» Your task
Please tally the lines of the listing that follows where the word "ServerConfig" appears, and reply with the number only.
BEGIN
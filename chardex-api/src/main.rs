use anyhow::Context;
use clap::Parser;
use tracing_subscriber::{layer::SubscriberExt, util::SubscriberInitExt};

use chardex_api::config::ServerConfig;
use chardex_api::docs::SWAGGER_UI_PATH;
use chardex_api::state::AppState;
use chardex_api::{db, router};

#[tokio::main]
async fn main() -> anyhow::Result<()> {
    dotenvy::dotenv().ok();

    // --- Tracing ---
    tracing_subscriber::registry()
        .with(
            tracing_subscriber::EnvFilter::try_from_default_env()
                .unwrap_or_else(|_| "chardex_api=debug,chardex_mongodb=info,tower_http=debug".into()),
        )
        .with(tracing_subscriber::fmt::layer())
        .init();

    // --- Configuration ---
    let config = ServerConfig::parse();
    tracing::info!(
        host = %config.host,
        port = config.port,
        unique_names = config.unique_names,
        "Loaded server configuration",
    );
    let addr = config.socket_addr().context("Invalid HOST address")?;

    // --- Document store ---
    let store = db::connect(&config)
        .await
        .context("Failed to create document store client")?;
    db::check_connection(&store).await;
    db::ensure_indexes(&store, &config)
        .await
        .context("Failed to create the unique name index")?;

    // --- Start server ---
    let app = router::build_app(AppState::new(store.clone()));

    let listener = tokio::net::TcpListener::bind(addr)
        .await
        .with_context(|| format!("Failed to bind to {addr}"))?;
    tracing::info!(%addr, docs = SWAGGER_UI_PATH, "Starting server");

    axum::serve(listener, app)
        .with_graceful_shutdown(shutdown_signal())
        .await
        .context("Server error")?;

    // --- Post-shutdown cleanup ---
    tracing::info!("Server stopped accepting connections, closing document store");
    store.shutdown().await.context("Failed to close document store")?;

    tracing::info!("Graceful shutdown complete");

    Ok(())
}

/// Wait for a termination signal to initiate graceful shutdown.
///
/// Handles both SIGINT (Ctrl-C) and SIGTERM (on Unix).
async fn shutdown_signal() {
    let ctrl_c = async {
        if let Err(e) = tokio::signal::ctrl_c().await {
            tracing::error!(error = %e, "Failed to install Ctrl-C handler");
            std::future::pending::<()>().await;
        }
    };

    #[cfg(unix)]
    let terminate = async {
        match tokio::signal::unix::signal(tokio::signal::unix::SignalKind::terminate()) {
            Ok(mut signal) => {
                signal.recv().await;
            }
            Err(e) => {
                tracing::error!(error = %e, "Failed to install SIGTERM handler");
                std::future::pending::<()>().await;
            }
        }
    };

    #[cfg(not(unix))]
    let terminate = std::future::pending::<()>();

    tokio::select! {
        () = ctrl_c => {
            tracing::info!("Received SIGINT (Ctrl-C), starting graceful shutdown");
        }
        () = terminate => {
            tracing::info!("Received SIGTERM, starting graceful shutdown");
        }
    }
}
END
» Response to this task
2